__Provided information__:

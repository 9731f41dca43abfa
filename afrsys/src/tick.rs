// -*- coding: utf-8 -*-
// SPDX-License-Identifier: Apache-2.0 OR MIT

use crate::{CriticalSection, cell::MutexCell};

/// Real time between two ticks.
pub const TICK_PERIOD_US: u32 = 1000;

/// Absolute tick count.
///
/// Wraps around after 2^32 ticks (about 49.7 days).
/// Comparison is done in serial number arithmetic, so that an earlier
/// stamp compares as less than a later one across the wraparound,
/// as long as both are less than 2^31 ticks apart.
#[derive(PartialEq, Eq, Copy, Clone, Debug, derive_more::Display, derive_more::From, derive_more::Into)]
pub struct Ticks(pub u32);

/// Signed distance between two [Ticks].
#[derive(
    PartialEq, Eq, Copy, Clone, PartialOrd, Ord, Debug, derive_more::Display, derive_more::From, derive_more::Into,
)]
pub struct RelTicks(pub i32);

impl Ticks {
    #[inline]
    pub const fn new() -> Self {
        Self(0)
    }

    #[inline]
    pub const fn from_millis(ms: u32) -> Self {
        Self(((ms as u64 * 1000) / TICK_PERIOD_US as u64) as u32)
    }

    #[inline]
    pub const fn count(self) -> u32 {
        self.0
    }

    /// The next tick.
    #[inline]
    pub const fn next(self) -> Self {
        Self(self.0.wrapping_add(1))
    }
}

impl Default for Ticks {
    #[inline]
    fn default() -> Self {
        Self::new()
    }
}

impl Ord for Ticks {
    #[inline]
    fn cmp(&self, other: &Self) -> core::cmp::Ordering {
        if self.0 == other.0 {
            core::cmp::Ordering::Equal
        } else if self.0.wrapping_sub(other.0) & (1 << (u32::BITS - 1)) == 0 {
            core::cmp::Ordering::Greater
        } else {
            core::cmp::Ordering::Less
        }
    }
}

impl PartialOrd for Ticks {
    #[inline]
    fn partial_cmp(&self, other: &Self) -> Option<core::cmp::Ordering> {
        Some(self.cmp(other))
    }
}

impl core::ops::Add<RelTicks> for Ticks {
    type Output = Self;

    #[inline]
    fn add(self, other: RelTicks) -> Self::Output {
        Self(self.0.wrapping_add(other.0 as u32))
    }
}

impl core::ops::Sub for Ticks {
    type Output = RelTicks;

    #[inline]
    fn sub(self, other: Self) -> Self::Output {
        RelTicks(self.0.wrapping_sub(other.0) as i32)
    }
}

impl RelTicks {
    #[inline]
    pub const fn new() -> Self {
        Self(0)
    }

    #[inline]
    pub const fn from_millis(ms: i32) -> Self {
        Self(((ms as i64 * 1000) / TICK_PERIOD_US as i64) as i32)
    }
}

impl Default for RelTicks {
    #[inline]
    fn default() -> Self {
        Self::new()
    }
}

/// The hardware timer that drives a [TickSource].
pub trait TickTimer {
    /// Start generating one interrupt every `period_us` microseconds.
    ///
    /// The interrupt handler must call [TickSource::timer_expired].
    fn start_periodic(&self, cs: CriticalSection<'_>, period_us: u32);
}

/// Receiver of ticks.
///
/// Runs in interrupt context. Implementations must return quickly,
/// because the next tick can't be processed before they return.
pub trait TickHandler: Sync {
    fn on_tick(&self, cs: CriticalSection<'_>, now: Ticks);
}

/// Millisecond tick counter with one attachable tick callback.
pub struct TickSource<'h> {
    ticks: MutexCell<Ticks>,
    handler: MutexCell<Option<&'h dyn TickHandler>>,
}

impl<'h> TickSource<'h> {
    pub const fn new() -> Self {
        Self {
            ticks: MutexCell::new(Ticks::new()),
            handler: MutexCell::new(None),
        }
    }

    /// Start the timer and reset the tick count to zero.
    ///
    /// Any attached handler is detached.
    pub fn init<T: TickTimer>(&self, cs: CriticalSection<'_>, timer: &T) {
        self.ticks.set(cs, Ticks::new());
        self.handler.set(cs, None);
        timer.start_periodic(cs, TICK_PERIOD_US);
    }

    /// Attach the tick handler.
    ///
    /// A previously attached handler is replaced.
    pub fn attach(&self, cs: CriticalSection<'_>, handler: &'h dyn TickHandler) {
        self.handler.set(cs, Some(handler));
    }

    /// Detach the tick handler.
    ///
    /// Takes effect from the next tick on.
    pub fn detach(&self, cs: CriticalSection<'_>) {
        self.handler.set(cs, None);
    }

    pub fn is_attached(&self, cs: CriticalSection<'_>) -> bool {
        self.handler.get(cs).is_some()
    }

    /// Number of ticks since [Self::init].
    #[inline]
    pub fn elapsed(&self, cs: CriticalSection<'_>) -> Ticks {
        self.ticks.get(cs)
    }

    /// Timer interrupt body.
    ///
    /// Counts the tick and runs the attached handler to completion.
    pub fn timer_expired(&self, cs: CriticalSection<'_>) {
        let now = self.ticks.get(cs).next();
        self.ticks.set(cs, now);
        if let Some(handler) = self.handler.get(cs) {
            handler.on_tick(cs, now);
        }
    }
}

impl Default for TickSource<'_> {
    fn default() -> Self {
        Self::new()
    }
}

#[cfg(test)]
#[allow(clippy::undocumented_unsafe_blocks)]
mod test {
    use super::*;
    use std::sync::Mutex as StdMutex;

    struct TestTimer {
        started: StdMutex<Vec<u32>>,
    }

    impl TestTimer {
        fn new() -> Self {
            Self {
                started: StdMutex::new(Vec::new()),
            }
        }
    }

    impl TickTimer for TestTimer {
        fn start_periodic(&self, _cs: CriticalSection<'_>, period_us: u32) {
            self.started.lock().unwrap().push(period_us);
        }
    }

    struct Recorder {
        name: &'static str,
        log: StdMutex<Vec<(&'static str, u32)>>,
    }

    impl Recorder {
        fn new(name: &'static str) -> Self {
            Self {
                name,
                log: StdMutex::new(Vec::new()),
            }
        }

        fn seen(&self) -> Vec<(&'static str, u32)> {
            self.log.lock().unwrap().clone()
        }
    }

    impl TickHandler for Recorder {
        fn on_tick(&self, _cs: CriticalSection<'_>, now: Ticks) {
            self.log.lock().unwrap().push((self.name, now.count()));
        }
    }

    #[test]
    fn test_ticks_ord() {
        assert!(Ticks(1) > Ticks(0));
        assert!(Ticks(0) < Ticks(1));
        assert_eq!(Ticks(7).cmp(&Ticks(7)), core::cmp::Ordering::Equal);
        // Across the wraparound.
        assert!(Ticks(2) > Ticks(u32::MAX - 2));
        assert!(Ticks(u32::MAX) < Ticks(0));
        assert_eq!(Ticks(3) - Ticks(u32::MAX), RelTicks(4));
        assert_eq!(Ticks(u32::MAX) + RelTicks(2), Ticks(1));
        assert_eq!(Ticks(10) + RelTicks(-11), Ticks(u32::MAX));
        assert_eq!(Ticks::from_millis(250), Ticks(250));
        assert_eq!(RelTicks::from_millis(-5), RelTicks(-5));
    }

    #[test]
    fn test_init() {
        let cs = unsafe { CriticalSection::new() };
        let timer = TestTimer::new();
        let rec = Recorder::new("a");
        let src = TickSource::new();

        src.init(cs, &timer);
        assert_eq!(*timer.started.lock().unwrap(), [TICK_PERIOD_US]);
        assert_eq!(src.elapsed(cs), Ticks(0));

        src.attach(cs, &rec);
        for _ in 0..5 {
            src.timer_expired(cs);
        }
        assert_eq!(src.elapsed(cs), Ticks(5));

        // Re-init zeroes the counter and drops the handler.
        src.init(cs, &timer);
        assert_eq!(timer.started.lock().unwrap().len(), 2);
        assert_eq!(src.elapsed(cs), Ticks(0));
        assert!(!src.is_attached(cs));
        src.timer_expired(cs);
        assert_eq!(rec.seen().len(), 5);
    }

    #[test]
    fn test_callback_per_tick() {
        let cs = unsafe { CriticalSection::new() };
        let rec = Recorder::new("a");
        let src = TickSource::new();
        src.init(cs, &TestTimer::new());

        // Attaching twice doesn't double dispatch.
        src.attach(cs, &rec);
        src.attach(cs, &rec);
        for _ in 0..3 {
            src.timer_expired(cs);
        }
        assert_eq!(rec.seen(), [("a", 1), ("a", 2), ("a", 3)]);
    }

    #[test]
    fn test_attach_replaces() {
        let cs = unsafe { CriticalSection::new() };
        let a = Recorder::new("a");
        let b = Recorder::new("b");
        let src = TickSource::new();
        src.init(cs, &TestTimer::new());

        src.attach(cs, &a);
        src.timer_expired(cs);
        src.attach(cs, &b);
        src.timer_expired(cs);
        assert_eq!(a.seen(), [("a", 1)]);
        assert_eq!(b.seen(), [("b", 2)]);
    }

    #[test]
    fn test_detach() {
        let cs = unsafe { CriticalSection::new() };
        let rec = Recorder::new("a");
        let src = TickSource::new();
        src.init(cs, &TestTimer::new());

        src.attach(cs, &rec);
        assert!(src.is_attached(cs));
        src.timer_expired(cs);
        src.detach(cs);
        assert!(!src.is_attached(cs));
        src.timer_expired(cs);
        src.timer_expired(cs);
        assert_eq!(src.elapsed(cs), Ticks(3));
        assert_eq!(rec.seen(), [("a", 1)]);
    }

    #[test]
    fn test_counter_wraps() {
        let cs = unsafe { CriticalSection::new() };
        let rec = Recorder::new("a");
        let src = TickSource::new();
        src.init(cs, &TestTimer::new());
        src.ticks.set(cs, Ticks(u32::MAX - 1));

        src.attach(cs, &rec);
        src.timer_expired(cs);
        src.timer_expired(cs);
        assert_eq!(src.elapsed(cs), Ticks(0));
        assert_eq!(rec.seen(), [("a", u32::MAX), ("a", 0)]);
    }
}

// vim: ts=4 sw=4 expandtab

__Work to be completed__:
Print, unaltered, every line from the beginning of the material down to the line with "pub struct RelTicks(pub i32);".

__Written solution__:
repository 9731f41dca43abfa
filename afrsys/src/tick.rs
// -*- coding: utf-8 -*-
// SPDX-License-Identifier: Apache-2.0 OR MIT

use crate::{CriticalSection, cell::MutexCell};

/// Real time between two ticks.
pub const TICK_PERIOD_US: u32 = 1000;

/// Absolute tick count.
///
/// Wraps around after 2^32 ticks (about 49.7 days).
/// Comparison is done in serial number arithmetic, so that an earlier
/// stamp compares as less than a later one across the wraparound,
/// as long as both are less than 2^31 ticks apart.
#[derive(PartialEq, Eq, Copy, Clone, Debug, derive_more::Display, derive_more::From, derive_more::Into)]
pub struct Ticks(pub u32);

/// Signed distance between two [Ticks].
#[derive(
    PartialEq, Eq, Copy, Clone, PartialOrd, Ord, Debug, derive_more::Display, derive_more::From, derive_more::Into,
)]
pub struct RelTicks(pub i32);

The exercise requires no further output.